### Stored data
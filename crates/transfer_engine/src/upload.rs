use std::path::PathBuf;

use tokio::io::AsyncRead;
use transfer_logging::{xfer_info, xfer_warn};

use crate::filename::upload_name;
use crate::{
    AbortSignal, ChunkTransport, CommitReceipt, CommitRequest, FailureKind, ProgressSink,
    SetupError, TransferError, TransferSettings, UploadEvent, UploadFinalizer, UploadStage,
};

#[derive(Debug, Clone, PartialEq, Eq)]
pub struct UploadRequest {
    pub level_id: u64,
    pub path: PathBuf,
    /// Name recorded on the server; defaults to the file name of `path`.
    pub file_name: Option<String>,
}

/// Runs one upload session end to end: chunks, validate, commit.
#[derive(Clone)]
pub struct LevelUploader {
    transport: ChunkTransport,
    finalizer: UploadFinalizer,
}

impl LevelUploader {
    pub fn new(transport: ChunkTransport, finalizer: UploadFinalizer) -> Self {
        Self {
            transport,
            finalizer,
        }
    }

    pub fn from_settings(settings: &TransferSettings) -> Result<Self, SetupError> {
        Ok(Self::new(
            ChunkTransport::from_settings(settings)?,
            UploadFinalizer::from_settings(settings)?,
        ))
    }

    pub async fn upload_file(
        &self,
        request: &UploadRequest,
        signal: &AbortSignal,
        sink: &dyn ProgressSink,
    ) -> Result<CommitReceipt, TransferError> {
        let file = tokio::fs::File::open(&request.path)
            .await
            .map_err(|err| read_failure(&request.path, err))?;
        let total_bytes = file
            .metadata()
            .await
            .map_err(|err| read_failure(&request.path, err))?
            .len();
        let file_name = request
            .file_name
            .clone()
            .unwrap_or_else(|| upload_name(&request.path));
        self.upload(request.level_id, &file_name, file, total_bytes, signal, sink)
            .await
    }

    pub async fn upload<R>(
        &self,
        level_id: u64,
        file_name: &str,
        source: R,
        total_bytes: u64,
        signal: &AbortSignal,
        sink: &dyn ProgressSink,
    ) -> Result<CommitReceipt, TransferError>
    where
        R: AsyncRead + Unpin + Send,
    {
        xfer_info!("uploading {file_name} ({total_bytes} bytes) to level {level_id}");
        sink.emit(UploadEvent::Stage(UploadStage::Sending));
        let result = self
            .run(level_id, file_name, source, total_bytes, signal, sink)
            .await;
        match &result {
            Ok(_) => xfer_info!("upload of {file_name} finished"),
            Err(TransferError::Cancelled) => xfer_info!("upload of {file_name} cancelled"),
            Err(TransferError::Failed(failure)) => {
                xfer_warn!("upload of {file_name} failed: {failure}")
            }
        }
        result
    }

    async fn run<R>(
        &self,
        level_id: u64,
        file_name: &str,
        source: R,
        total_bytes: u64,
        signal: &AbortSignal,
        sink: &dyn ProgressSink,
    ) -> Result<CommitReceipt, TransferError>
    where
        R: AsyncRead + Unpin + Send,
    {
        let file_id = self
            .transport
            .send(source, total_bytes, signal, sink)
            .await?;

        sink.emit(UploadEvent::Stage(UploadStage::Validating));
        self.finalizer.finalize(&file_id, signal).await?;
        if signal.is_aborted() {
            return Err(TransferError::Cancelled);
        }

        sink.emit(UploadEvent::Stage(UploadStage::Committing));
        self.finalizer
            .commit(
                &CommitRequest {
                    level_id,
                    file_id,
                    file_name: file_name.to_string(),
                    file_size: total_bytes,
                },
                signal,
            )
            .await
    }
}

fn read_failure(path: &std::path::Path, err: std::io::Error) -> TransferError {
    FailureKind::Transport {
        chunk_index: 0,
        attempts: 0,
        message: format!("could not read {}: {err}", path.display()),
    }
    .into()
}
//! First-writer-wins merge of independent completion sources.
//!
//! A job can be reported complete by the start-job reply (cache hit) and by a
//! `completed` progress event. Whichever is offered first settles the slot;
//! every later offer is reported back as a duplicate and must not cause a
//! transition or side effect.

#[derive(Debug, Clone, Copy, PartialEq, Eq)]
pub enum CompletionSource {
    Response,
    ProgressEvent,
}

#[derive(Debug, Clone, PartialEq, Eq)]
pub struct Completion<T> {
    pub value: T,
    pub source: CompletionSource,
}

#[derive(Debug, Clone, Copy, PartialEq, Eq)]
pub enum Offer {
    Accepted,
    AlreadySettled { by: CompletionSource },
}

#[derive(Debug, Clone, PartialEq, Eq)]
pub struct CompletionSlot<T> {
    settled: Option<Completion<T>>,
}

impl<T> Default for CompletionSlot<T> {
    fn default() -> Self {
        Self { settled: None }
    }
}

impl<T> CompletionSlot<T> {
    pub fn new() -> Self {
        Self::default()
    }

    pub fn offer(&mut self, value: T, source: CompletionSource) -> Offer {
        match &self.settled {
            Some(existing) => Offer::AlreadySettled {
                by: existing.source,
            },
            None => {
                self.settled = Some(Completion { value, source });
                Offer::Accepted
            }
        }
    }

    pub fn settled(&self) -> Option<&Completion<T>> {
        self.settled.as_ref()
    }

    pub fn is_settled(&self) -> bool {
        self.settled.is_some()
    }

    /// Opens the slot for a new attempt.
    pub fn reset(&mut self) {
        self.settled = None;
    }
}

### YOUR INSTRUCTIONS
Where a line in the records above includes the string "FailureKind", show it.

### ANSWER FOR THE TASK
    AbortSignal, ChunkTransport, CommitReceipt, CommitRequest, FailureKind, ProgressSink,
    FailureKind::Transport {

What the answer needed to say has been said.